Task directions:
Locate each line with the string "display" in the listing below and copy it.

Task material:
———

// SPDX-License-Identifier: MPL-2.0

//! The plan applier: diff a resolved version set against the current
//! manifest, classify each change into the right section, and
//! re-serialize atomically.
//!
//! A solved version set is partitioned into `(direct, indirect)` for
//! applications, or into exact-vs-next-major-bound constraints for
//! packages, depending on which manifest section it lands in.

use crate::error::PlanError;
use crate::manifest::{
    AppDependencies, ApplicationManifest, Constraint, Manifest, PackageManifest, Pkg,
};
use crate::version::{Range, Version};
use std::collections::BTreeMap;
use std::path::Path;

/// One entry of an [`InstallPlan`]: `old_version = None` means "newly
/// added", otherwise an upgrade or downgrade.
#[derive(Debug, Clone, PartialEq, Eq)]
pub struct PackageChange {
    /// The package changing.
    pub pkg: Pkg,
    /// Its version before this operation, if it was already present.
    pub old_version: Option<Version>,
    /// Its version after this operation.
    pub new_version: Version,
}

/// An ordered, `(author, name)`-sorted sequence of [`PackageChange`]s.
#[derive(Debug, Clone, Default)]
pub struct InstallPlan {
    /// The changes, sorted by package identity.
    pub changes: Vec<PackageChange>,
}

impl InstallPlan {
    /// Diff a freshly resolved set against the versions already recorded
    /// in the manifest (spec's `S` vs `S_prev`).
    pub fn diff(solution: &BTreeMap<Pkg, Version>, previous: &BTreeMap<Pkg, Version>) -> Self {
        let mut changes: Vec<PackageChange> = solution
            .iter()
            .map(|(pkg, new_version)| PackageChange {
                pkg: pkg.clone(),
                old_version: previous.get(pkg).copied(),
                new_version: *new_version,
            })
            .collect();
        changes.sort_by(|a, b| a.pkg.cmp(&b.pkg));
        InstallPlan { changes }
    }

    /// Only the entries that are genuinely new (`old_version.is_none()`).
    pub fn additions(&self) -> impl Iterator<Item = &PackageChange> {
        self.changes.iter().filter(|c| c.old_version.is_none())
    }

    /// Whether anything actually changes.
    pub fn is_empty(&self) -> bool {
        self.changes
            .iter()
            .all(|c| c.old_version == Some(c.new_version))
    }
}

/// Apply a resolved set to an *application* manifest:
/// `target` lands in `dependencies.direct` (or `.test.direct` if
/// `is_test`); every other resolved package that was already present
/// keeps its prior section; every newly resolved non-target package lands
/// in the matching `indirect` section.
pub fn apply_to_application(
    manifest: &mut ApplicationManifest,
    target: &Pkg,
    is_test: bool,
    solution: &BTreeMap<Pkg, Version>,
) {
    let (direct_section, indirect_section) = if is_test {
        (&mut manifest.test_dependencies.direct, &mut manifest.test_dependencies.indirect)
    } else {
        (&mut manifest.dependencies.direct, &mut manifest.dependencies.indirect)
    };

    let prior_direct: BTreeMap<Pkg, Version> = direct_section.clone();
    let prior_indirect: BTreeMap<Pkg, Version> = indirect_section.clone();

    direct_section.clear();
    indirect_section.clear();

    for (pkg, version) in solution {
        if pkg == target {
            direct_section.insert(pkg.clone(), *version);
            continue;
        }
        if prior_direct.contains_key(pkg) {
            direct_section.insert(pkg.clone(), *version);
        } else {
            indirect_section.insert(pkg.clone(), *version);
        }
    }
    let _ = prior_indirect;
}

/// Apply a resolved set to a *package* manifest: `target` is written
/// with whichever constraint the
/// caller directed (typically `Range::exact`-derived from the installed
/// version); every other resolved package is written into `dependencies`
/// bounded by its next major version, the project's convention.
pub fn apply_to_package(
    manifest: &mut PackageManifest,
    target: &Pkg,
    target_constraint: Constraint,
    is_test: bool,
    solution: &BTreeMap<Pkg, Version>,
) {
    let section = if is_test {
        &mut manifest.test_dependencies
    } else {
        &mut manifest.dependencies
    };
    section.clear();
    for (pkg, version) in solution {
        if pkg == target {
            section.insert(pkg.clone(), target_constraint.clone());
        } else {
            section.insert(pkg.clone(), Constraint(bounded_by_next_major(*version)));
        }
    }
}

/// `"X.Y.Z <= v < X+1.0.0"`, the project convention for a freshly resolved
/// transitive dependency in a package manifest.
fn bounded_by_next_major(v: Version) -> Range {
    Range::between(v, next_major(v))
}

fn next_major(v: Version) -> Version {
    let (major, _minor, _patch) = version_triple(v);
    Version::new(major as u32 + 1, 0, 0)
}

fn version_triple(v: Version) -> (u16, u16, u16) {
    let rendered = v.to_string();
    let mut parts = rendered.splitn(3, '.');
    let major = parts.next().unwrap_or("0").parse().unwrap_or(0);
    let minor = parts.next().unwrap_or("0").parse().unwrap_or(0);
    let patch = parts.next().unwrap_or("0").parse().unwrap_or(0);
    (major, minor, patch)
}

/// Remove `target` from an application manifest's direct sections
/// (`elm uninstall`); anything it alone pulled in transitively is left for
/// the caller to re-resolve and pass back through [`apply_to_application`].
pub fn remove_from_application(manifest: &mut ApplicationManifest, target: &Pkg, is_test: bool) {
    let deps: &mut AppDependencies = if is_test {
        &mut manifest.test_dependencies
    } else {
        &mut manifest.dependencies
    };
    deps.direct.remove(target);
    deps.indirect.remove(target);
}

/// Serialize `manifest` with a 4-space indent and a trailing newline.
/// Top-level keys follow `original_order` — the sequence they appeared in
/// when the file was read, so an edit doesn't reshuffle the file's own
/// layout — falling back to field-declaration order for any key missing
/// from it (notably, every key, when there was no prior file to read).
/// Nested objects are sorted ascending by key, since they have no
/// "as read" order worth preserving (maps keyed by package identity).
pub fn render_manifest(manifest: &Manifest, original_order: &[String]) -> Result<String, PlanError> {
    let value = serde_json::to_value(manifest)?;
    let ordered = match value {
        serde_json::Value::Object(map) => {
            let mut ordered = serde_json::Map::new();
            for key in original_order {
                if let Some(v) = map.get(key) {
                    ordered.insert(key.clone(), sort_object_keys(v.clone()));
                }
            }
            for (key, v) in map {
                if !ordered.contains_key(&key) {
                    ordered.insert(key, sort_object_keys(v));
                }
            }
            serde_json::Value::Object(ordered)
        }
        other => sort_object_keys(other),
    };
    let mut buf = Vec::new();
    let formatter = serde_json::ser::PrettyFormatter::with_indent(b"    ");
    let mut serializer = serde_json::Serializer::with_formatter(&mut buf, formatter);
    serde::Serialize::serialize(&ordered, &mut serializer)?;
    let mut rendered = String::from_utf8(buf).expect("serde_json output is valid UTF-8");
    rendered.push('\n');
    Ok(rendered)
}

/// Sort an object's keys ascending, recursively. Applied only to values
/// nested under the top level — [`render_manifest`] orders the top level
/// itself from `original_order`.
fn sort_object_keys(value: serde_json::Value) -> serde_json::Value {
    match value {
        serde_json::Value::Object(map) => {
            let sorted: std::collections::BTreeMap<String, serde_json::Value> = map
                .into_iter()
                .map(|(k, v)| (k, sort_object_keys(v)))
                .collect();
            serde_json::to_value(sorted).expect("BTreeMap serializes back to an object")
        }
        serde_json::Value::Array(items) => {
            serde_json::Value::Array(items.into_iter().map(sort_object_keys).collect())
        }
        other => other,
    }
}

/// Serialize `manifest` via [`render_manifest`] and write it atomically
/// (temp file, then rename) to `path`.
pub fn write_manifest_atomic(
    manifest: &Manifest,
    original_order: &[String],
    path: &Path,
) -> Result<(), PlanError> {
    let rendered = render_manifest(manifest, original_order)?;
    let tmp_path = path.with_extension("json.tmp");
    std::fs::write(&tmp_path, rendered.as_bytes()).map_err(|source| PlanError::ManifestWrite {
        path: tmp_path.display().to_string(),
        source,
    })?;
    std::fs::rename(&tmp_path, path).map_err(|source| PlanError::ManifestWrite {
        path: path.display().to_string(),
        source,
    })?;
    tracing::debug!(path = %path.display(), "wrote manifest");
    Ok(())
}

#[cfg(test)]
mod tests {
    use super::*;
    use crate::manifest::ExposedModules;

    fn v(s: &str) -> Version {
        s.parse().unwrap()
    }

    fn sample_application() -> ApplicationManifest {
        ApplicationManifest {
            source_directories: vec!["src".to_string()],
            elm_version: v("0.19.1"),
            dependencies: AppDependencies {
                direct: BTreeMap::new(),
                indirect: BTreeMap::new(),
            },
            test_dependencies: AppDependencies {
                direct: BTreeMap::new(),
                indirect: BTreeMap::new(),
            },
        }
    }

    #[test]
    fn diff_classifies_additions_and_upgrades() {
        let core = Pkg::new("elm", "core");
        let html = Pkg::new("elm", "html");
        let mut previous = BTreeMap::new();
        previous.insert(core.clone(), v("1.0.0"));
        let mut solution = BTreeMap::new();
        solution.insert(core.clone(), v("1.0.5"));
        solution.insert(html.clone(), v("1.0.0"));

        let plan = InstallPlan::diff(&solution, &previous);
        assert_eq!(plan.changes.len(), 2);
        assert_eq!(plan.additions().count(), 1);
        assert!(!plan.is_empty());
    }

    #[test]
    fn apply_to_application_splits_direct_and_indirect() {
        let mut manifest = sample_application();
        let html = Pkg::new("elm", "html");
        let core = Pkg::new("elm", "core");
        let mut solution = BTreeMap::new();
        solution.insert(html.clone(), v("1.0.0"));
        solution.insert(core.clone(), v("1.0.5"));

        apply_to_application(&mut manifest, &html, false, &solution);

        assert_eq!(manifest.dependencies.direct.get(&html), Some(&v("1.0.0")));
        assert_eq!(manifest.dependencies.indirect.get(&core), Some(&v("1.0.5")));
    }

    #[test]
    fn apply_to_package_bounds_transitive_deps_by_next_major() {
        let mut manifest = PackageManifest {
            name: Pkg::new("elm", "test-package"),
            summary: "test".to_string(),
            license: "BSD-3-Clause".to_string(),
            version: v("1.0.0"),
            elm_version: Constraint(Range::parse("0.19.0 <= v < 0.20.0").unwrap()),
            exposed_modules: ExposedModules::Flat(vec!["Main".to_string()]),
            dependencies: BTreeMap::new(),
            test_dependencies: BTreeMap::new(),
        };
        let core = Pkg::new("elm", "core");
        let html = Pkg::new("elm", "html");
        let mut solution = BTreeMap::new();
        solution.insert(core.clone(), v("1.0.5"));
        solution.insert(html.clone(), v("2.3.1"));

        apply_to_package(
            &mut manifest,
            &html,
            Constraint(Range::parse("2.0.0 <= v < 3.0.0").unwrap()),
            false,
            &solution,
        );

        assert_eq!(
            manifest.dependencies.get(&core).unwrap().0,
            Range::parse("1.0.5 <= v < 2.0.0").unwrap()
        );
    }
}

———

Solved exercise:
        path: tmp_path.display().to_string(),
        path: path.display().to_string(),
    tracing::debug!(path = %path.display(), "wrote manifest");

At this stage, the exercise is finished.